- Directions: Each record below should be set down exactly.

- Record set:
/---

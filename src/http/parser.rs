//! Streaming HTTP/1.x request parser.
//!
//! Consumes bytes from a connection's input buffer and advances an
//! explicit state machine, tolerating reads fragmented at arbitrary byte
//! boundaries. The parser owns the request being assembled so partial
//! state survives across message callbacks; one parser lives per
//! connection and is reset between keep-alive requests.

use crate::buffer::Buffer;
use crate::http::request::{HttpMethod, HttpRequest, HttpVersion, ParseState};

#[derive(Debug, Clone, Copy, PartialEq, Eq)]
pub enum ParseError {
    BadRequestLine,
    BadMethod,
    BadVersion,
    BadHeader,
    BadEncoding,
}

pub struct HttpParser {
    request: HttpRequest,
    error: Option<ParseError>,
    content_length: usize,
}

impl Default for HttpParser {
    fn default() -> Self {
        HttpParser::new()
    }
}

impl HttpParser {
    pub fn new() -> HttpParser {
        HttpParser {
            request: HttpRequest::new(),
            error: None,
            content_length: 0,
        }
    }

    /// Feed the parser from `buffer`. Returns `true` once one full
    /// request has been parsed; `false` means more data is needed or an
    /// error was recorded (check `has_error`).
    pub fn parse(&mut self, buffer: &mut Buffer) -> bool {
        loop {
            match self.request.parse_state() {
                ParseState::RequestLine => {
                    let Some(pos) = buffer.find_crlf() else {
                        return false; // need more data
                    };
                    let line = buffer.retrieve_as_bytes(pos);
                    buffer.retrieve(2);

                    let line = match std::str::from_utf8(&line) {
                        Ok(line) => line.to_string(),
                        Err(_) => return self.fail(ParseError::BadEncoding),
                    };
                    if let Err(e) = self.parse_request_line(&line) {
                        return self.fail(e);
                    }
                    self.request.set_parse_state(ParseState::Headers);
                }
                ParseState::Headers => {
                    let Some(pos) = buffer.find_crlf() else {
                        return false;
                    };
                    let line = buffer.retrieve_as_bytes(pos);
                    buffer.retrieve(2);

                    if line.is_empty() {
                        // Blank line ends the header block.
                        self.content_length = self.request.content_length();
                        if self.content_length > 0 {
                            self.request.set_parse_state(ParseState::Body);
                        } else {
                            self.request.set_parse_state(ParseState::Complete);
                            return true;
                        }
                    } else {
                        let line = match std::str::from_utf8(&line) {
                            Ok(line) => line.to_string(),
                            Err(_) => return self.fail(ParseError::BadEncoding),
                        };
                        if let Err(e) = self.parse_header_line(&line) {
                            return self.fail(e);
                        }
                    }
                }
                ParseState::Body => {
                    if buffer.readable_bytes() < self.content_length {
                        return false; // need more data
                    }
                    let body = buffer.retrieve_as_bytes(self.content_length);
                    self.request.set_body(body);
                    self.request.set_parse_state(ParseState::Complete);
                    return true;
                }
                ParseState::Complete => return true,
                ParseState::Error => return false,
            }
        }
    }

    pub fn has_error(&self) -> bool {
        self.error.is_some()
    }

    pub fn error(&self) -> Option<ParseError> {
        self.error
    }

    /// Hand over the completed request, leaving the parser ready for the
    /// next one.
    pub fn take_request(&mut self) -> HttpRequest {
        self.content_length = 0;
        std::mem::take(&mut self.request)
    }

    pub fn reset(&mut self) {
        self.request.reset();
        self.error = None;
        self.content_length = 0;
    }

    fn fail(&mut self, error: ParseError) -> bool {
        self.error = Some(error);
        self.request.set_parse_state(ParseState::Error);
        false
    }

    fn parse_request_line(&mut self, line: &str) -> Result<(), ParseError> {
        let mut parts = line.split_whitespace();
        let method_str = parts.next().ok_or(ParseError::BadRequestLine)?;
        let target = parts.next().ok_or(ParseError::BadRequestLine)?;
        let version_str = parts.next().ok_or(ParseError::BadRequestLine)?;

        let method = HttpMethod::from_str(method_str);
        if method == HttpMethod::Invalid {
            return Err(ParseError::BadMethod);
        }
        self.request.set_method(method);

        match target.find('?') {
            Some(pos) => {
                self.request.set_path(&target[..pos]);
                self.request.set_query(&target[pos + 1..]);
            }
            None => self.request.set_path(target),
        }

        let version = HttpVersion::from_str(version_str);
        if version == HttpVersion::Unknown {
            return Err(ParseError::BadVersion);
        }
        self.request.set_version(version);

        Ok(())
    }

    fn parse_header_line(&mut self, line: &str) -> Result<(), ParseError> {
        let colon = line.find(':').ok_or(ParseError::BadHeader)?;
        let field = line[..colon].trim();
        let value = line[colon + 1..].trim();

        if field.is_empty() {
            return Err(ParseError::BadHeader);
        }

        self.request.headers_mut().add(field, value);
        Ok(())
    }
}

\---

- Answer space:
filename src/http/parser.rs
//! Streaming HTTP/1.x request parser.
//!
//! Consumes bytes from a connection's input buffer and advances an
//! explicit state machine, tolerating reads fragmented at arbitrary byte
//! boundaries. The parser owns the request being assembled so partial
//! state survives across message callbacks; one parser lives per
//! connection and is reset between keep-alive requests.

use crate::buffer::Buffer;
use crate::http::request::{HttpMethod, HttpRequest, HttpVersion, ParseState};

#[derive(Debug, Clone, Copy, PartialEq, Eq)]
pub enum ParseError {
    BadRequestLine,
    BadMethod,
    BadVersion,
    BadHeader,
    BadEncoding,
}

pub struct HttpParser {
    request: HttpRequest,
    error: Option<ParseError>,
    content_length: usize,
}

impl Default for HttpParser {
    fn default() -> Self {
        HttpParser::new()
    }
}

impl HttpParser {
    pub fn new() -> HttpParser {
        HttpParser {
            request: HttpRequest::new(),
            error: None,
            content_length: 0,
        }
    }

    /// Feed the parser from `buffer`. Returns `true` once one full
    /// request has been parsed; `false` means more data is needed or an
    /// error was recorded (check `has_error`).
    pub fn parse(&mut self, buffer: &mut Buffer) -> bool {
        loop {
            match self.request.parse_state() {
                ParseState::RequestLine => {
                    let Some(pos) = buffer.find_crlf() else {
                        return false; // need more data
                    };
                    let line = buffer.retrieve_as_bytes(pos);
                    buffer.retrieve(2);

                    let line = match std::str::from_utf8(&line) {
                        Ok(line) => line.to_string(),
                        Err(_) => return self.fail(ParseError::BadEncoding),
                    };
                    if let Err(e) = self.parse_request_line(&line) {
                        return self.fail(e);
                    }
                    self.request.set_parse_state(ParseState::Headers);
                }
                ParseState::Headers => {
                    let Some(pos) = buffer.find_crlf() else {
                        return false;
                    };
                    let line = buffer.retrieve_as_bytes(pos);
                    buffer.retrieve(2);

                    if line.is_empty() {
                        // Blank line ends the header block.
                        self.content_length = self.request.content_length();
                        if self.content_length > 0 {
                            self.request.set_parse_state(ParseState::Body);
                        } else {
                            self.request.set_parse_state(ParseState::Complete);
                            return true;
                        }
                    } else {
                        let line = match std::str::from_utf8(&line) {
                            Ok(line) => line.to_string(),
                            Err(_) => return self.fail(ParseError::BadEncoding),
                        };
                        if let Err(e) = self.parse_header_line(&line) {
                            return self.fail(e);
                        }
                    }
                }
                ParseState::Body => {
                    if buffer.readable_bytes() < self.content_length {
                        return false; // need more data
                    }
                    let body = buffer.retrieve_as_bytes(self.content_length);
                    self.request.set_body(body);
                    self.request.set_parse_state(ParseState::Complete);
                    return true;
                }
                ParseState::Complete => return true,
                ParseState::Error => return false,
            }
        }
    }

    pub fn has_error(&self) -> bool {
        self.error.is_some()
    }

    pub fn error(&self) -> Option<ParseError> {
        self.error
    }

    /// Hand over the completed request, leaving the parser ready for the
    /// next one.
    pub fn take_request(&mut self) -> HttpRequest {
        self.content_length = 0;
        std::mem::take(&mut self.request)
    }

    pub fn reset(&mut self) {
        self.request.reset();
        self.error = None;
        self.content_length = 0;
    }

    fn fail(&mut self, error: ParseError) -> bool {
        self.error = Some(error);
        self.request.set_parse_state(ParseState::Error);
        false
    }

    fn parse_request_line(&mut self, line: &str) -> Result<(), ParseError> {
        let mut parts = line.split_whitespace();
        let method_str = parts.next().ok_or(ParseError::BadRequestLine)?;
        let target = parts.next().ok_or(ParseError::BadRequestLine)?;
        let version_str = parts.next().ok_or(ParseError::BadRequestLine)?;

        let method = HttpMethod::from_str(method_str);
        if method == HttpMethod::Invalid {
            return Err(ParseError::BadMethod);
        }
        self.request.set_method(method);

        match target.find('?') {
            Some(pos) => {
                self.request.set_path(&target[..pos]);
                self.request.set_query(&target[pos + 1..]);
            }
            None => self.request.set_path(target),
        }

        let version = HttpVersion::from_str(version_str);
        if version == HttpVersion::Unknown {
            return Err(ParseError::BadVersion);
        }
        self.request.set_version(version);

        Ok(())
    }

    fn parse_header_line(&mut self, line: &str) -> Result<(), ParseError> {
        let colon = line.find(':').ok_or(ParseError::BadHeader)?;
        let field = line[..colon].trim();
        let value = line[colon + 1..].trim();

        if field.is_empty() {
            return Err(ParseError::BadHeader);
        }

        self.request.headers_mut().add(field, value);
        Ok(())
    }
}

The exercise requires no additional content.